Mama: O God of my selfish gratitude
Children: Hear our prayer.

There will be perfect moments when everyone is in a good mood and the perfect song is playing and you are stirring biscuit dough in a bowl that belonged to my grandmother and we'll have to stop stirring and join hands even though we are covered in flour just to sway sillily because dancing is how we celebrate perfect moments and it is darn sure how we pray.

Mama: O God of kitchen dancing
Children: Hear our prayer.

I will hike you up mountainsides and into deep forests. We will wade into rivers and plunge our bodies into the ocean. We will watch sunsets and howl at the full moon. You'll complain about the bug bites, the steep inclines, the temperature, the boredom, but onward and upward we'll go, exploring every nook and cranny of our spaceship home. We will learn how life works (in spiraling patterns), where beauty can be found (everywhere, if we look hard enough), how wonderfully and fearfully made it all truly is. You'll thank me for it someday. I'm thankful for it already.

Mama: O God of creation, of wonder, of all things great and small
Children: Hear our prayer.

I will cry. You will see me do it. It might be tears leaking out of the corners of my eyes when I listen to you sing along in the car to a song I love. It might be silent shoulder heaving at the kitchen counter because I am overwhelmed by all the things I fear I've failed to conquer in my life. You'll watch Papa hold me as my body laments all the world I cannot save. At least once in your life you will catch me screaming in the backyard, overcome by injustice and tragedy, as if all of humanity is mine alone to bear witness to. This is who I am. This is how I pray.

Mama: O God of the canaries in the coal mines,
Children: Hear our prayer.

I will fail you. I will forget to pack your lunch. I'll be late to pick you up from swim practice. I will yell at you for no other reason than I am tired and you are nearby. I will be sarcastic when you are seeking sweetness. I will misinterpret your emotions. Sometimes I won't even realize these shortcomings. Other times, I am embarrassed to admit, they will be intentional. My relationship with you will give me ample opportunity to practice asking forgiveness, making amends. This is how we love each other, this forgiveness and amend-making. This, too, is prayer.

Mama: O God of second chances, of mercies anew every morning
Children: Hear our prayer. 

My body grew yours. We are connected in the way all things are connected. These gossamer threads of being link us backwards and forwards to the stardust we came from and the stardust we will be again. Your very existence is my connection to what is, what will be, what came before. The life in me honors the life in you. Uncle Walt reminds us we are verse contributors in this play of life. Let's make our verse beautiful together. 

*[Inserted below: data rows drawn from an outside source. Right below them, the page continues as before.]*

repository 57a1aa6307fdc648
mod common;
use std::collections::HashSet;
use std::io::Read;

use serde::{Deserialize, Deserializer};

use super::domain::{Block, Criterion, CriterionId};

/// Failure while loading a criteria catalog. Line numbers count the header as line 1.
#[derive(Debug, thiserror::Error)]
pub enum CatalogError {
    #[error("failed to read criteria catalog: {0}")]
    Csv(#[from] csv::Error),
    #[error("line {line}: criterion id must not be empty")]
    MissingId { line: usize },
    #[error("line {line}: duplicate criterion id '{id}'")]
    DuplicateId { line: usize, id: String },
    #[error("line {line}: unknown block '{value}' (expected K1-K5)")]
    UnknownBlock { line: usize, value: String },
    #[error("line {line}: points_max must be a positive number, got {value}")]
    InvalidPointsMax { line: usize, value: f64 },
}

#[derive(Debug, Deserialize)]
struct CatalogRow {
    id: String,
    #[serde(default, deserialize_with = "empty_string_as_none")]
    block: Option<String>,
    label: String,
    points_max: f64,
}

/// Reads criteria from CSV with the header `id,block,label,points_max`.
///
/// A blank block falls back to K1.
pub fn load_criteria<R: Read>(reader: R) -> Result<Vec<Criterion>, CatalogError> {
    let mut csv_reader = csv::ReaderBuilder::new()
        .trim(csv::Trim::All)
        .from_reader(reader);
    let mut criteria = Vec::new();
    let mut seen = HashSet::new();

    for (index, record) in csv_reader.deserialize::<CatalogRow>().enumerate() {
        let line = index + 2;
        let row = record?;

        if row.id.is_empty() {
            return Err(CatalogError::MissingId { line });
        }
        if !seen.insert(row.id.clone()) {
            return Err(CatalogError::DuplicateId { line, id: row.id });
        }

        let block = match row.block {
            Some(code) => {
                Block::parse(&code).ok_or(CatalogError::UnknownBlock { line, value: code })?
            }
            None => Block::default(),
        };

        if !(row.points_max.is_finite() && row.points_max > 0.0) {
            return Err(CatalogError::InvalidPointsMax {
                line,
                value: row.points_max,
            });
        }

        criteria.push(Criterion {
            id: CriterionId(row.id),
            block,
            label: row.label,
            points_max: row.points_max,
        });
    }

    criteria.sort_by(|left, right| {
        left.block
            .cmp(&right.block)
            .then_with(|| left.label.cmp(&right.label))
    });
    Ok(criteria)
}

fn empty_string_as_none<'de, D>(deserializer: D) -> Result<Option<String>, D::Error>
where
    D: Deserializer<'de>,
{
    let opt = Option::<String>::deserialize(deserializer)?;
    Ok(opt.filter(|value| !value.trim().is_empty()))
}
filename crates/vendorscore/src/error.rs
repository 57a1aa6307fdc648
use crate::config::ConfigError;
use crate::evaluations::{CatalogError, EvaluationServiceError};
use crate::telemetry::TelemetryError;
use axum::http::StatusCode;
use axum::response::{IntoResponse, Response};
use axum::Json;
use serde_json::json;
use std::fmt;

#[derive(Debug)]
pub enum AppError {
    Config(ConfigError),
    Telemetry(TelemetryError),
    Io(std::io::Error),
    Server(axum::Error),
    Catalog(CatalogError),
    Payload(serde_json::Error),
    Evaluation(EvaluationServiceError),
}

impl fmt::Display for AppError {
    fn fmt(&self, f: &mut fmt::Formatter<'_>) -> fmt::Result {
        match self {
            AppError::Config(err) => write!(f, "configuration error: {}", err),
            AppError::Telemetry(err) => write!(f, "telemetry error: {}", err),
            AppError::Io(err) => write!(f, "io error: {}", err),
            AppError::Server(err) => write!(f, "server error: {}", err),
            AppError::Catalog(err) => write!(f, "criteria catalog error: {}", err),
            AppError::Payload(err) => write!(f, "invalid scoring payload: {}", err),
            AppError::Evaluation(err) => write!(f, "evaluation error: {}", err),
        }
    }
}

impl std::error::Error for AppError {
    fn source(&self) -> Option<&(dyn std::error::Error + 'static)> {
        match self {
            AppError::Config(err) => Some(err),
            AppError::Telemetry(err) => Some(err),
            AppError::Io(err) => Some(err),
            AppError::Server(err) => Some(err),
            AppError::Catalog(err) => Some(err),
            AppError::Payload(err) => Some(err),
            AppError::Evaluation(err) => Some(err),
        }
    }
}

impl IntoResponse for AppError {
    fn into_response(self) -> Response {
        let status = match &self {
            AppError::Catalog(_) | AppError::Payload(_) => StatusCode::BAD_REQUEST,
            AppError::Evaluation(err) => err.status_code(),
            AppError::Config(_)
            | AppError::Telemetry(_)
            | AppError::Io(_)
            | AppError::Server(_) => StatusCode::INTERNAL_SERVER_ERROR,
        };

        let body = Json(json!({ "error": self.to_string() }));
        (status, body).into_response()
    }
}

impl From<ConfigError> for AppError {
    fn from(value: ConfigError) -> Self {
        Self::Config(value)
    }
}

impl From<TelemetryError> for AppError {
    fn from(value: TelemetryError) -> Self {
        Self::Telemetry(value)
    }
}

impl From<std::io::Error> for AppError {
    fn from(value: std::io::Error) -> Self {
        Self::Io(value)
    }
}

impl From<axum::Error> for AppError {
    fn from(value: axum::Error) -> Self {
        Self::Server(value)
    }
}

impl From<CatalogError> for AppError {
    fn from(value: CatalogError) -> Self {
        Self::Catalog(value)
    }
}

impl From<serde_json::Error> for AppError {
    fn from(value: serde_json::Error) -> Self {
        Self::Payload(value)
    }
}

impl From<EvaluationServiceError> for AppError {
    fn from(value: EvaluationServiceError) -> Self {
        Self::Evaluation(value)
    }
}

Mama: O me! O life! O God of poetry and stardust!
Children: Hear our prayer. 

Saturday, January 28, 2017

the dishwasher

my name is wendy. I'm a homesteader and I use my dishwasher. daily. sometimes twice a day.

it is hard for me to pinpoint exactly when we officially became homesteaders. was I a homesteader when I lived in an apartment in a city and walked my pregnant belly and my toddler half a mile to the community garden to deposit our compost once a week? were we homesteading when we taught our foster kids how to plant tomatoes beside the driveway every spring? maybe I wasn't official until I baked my first loaf of bread from scratch or botched my first batch of cheese. did the homesteading life start when we moved to the country and hung up a clothesline? when my husband finally started listing "farmer" as his full-time occupation?

the "when" of a homesteading journey can be a little tricky. there isn't a checklist to go by or an official act of initiation in this game. and everybody's definition is a little bit different. I can think back to my ambitions when we first started being the weird ones in our extended family. those ambitions certainly did not include using an electric dishwasher on a daily basis. we were going to live off the grid, in the woods, off the land, in the moment! it was going to be hard and satisfying all at the same time. and once we started, it was going to be full steam ahead, no turning back, carpe the homesteading diem!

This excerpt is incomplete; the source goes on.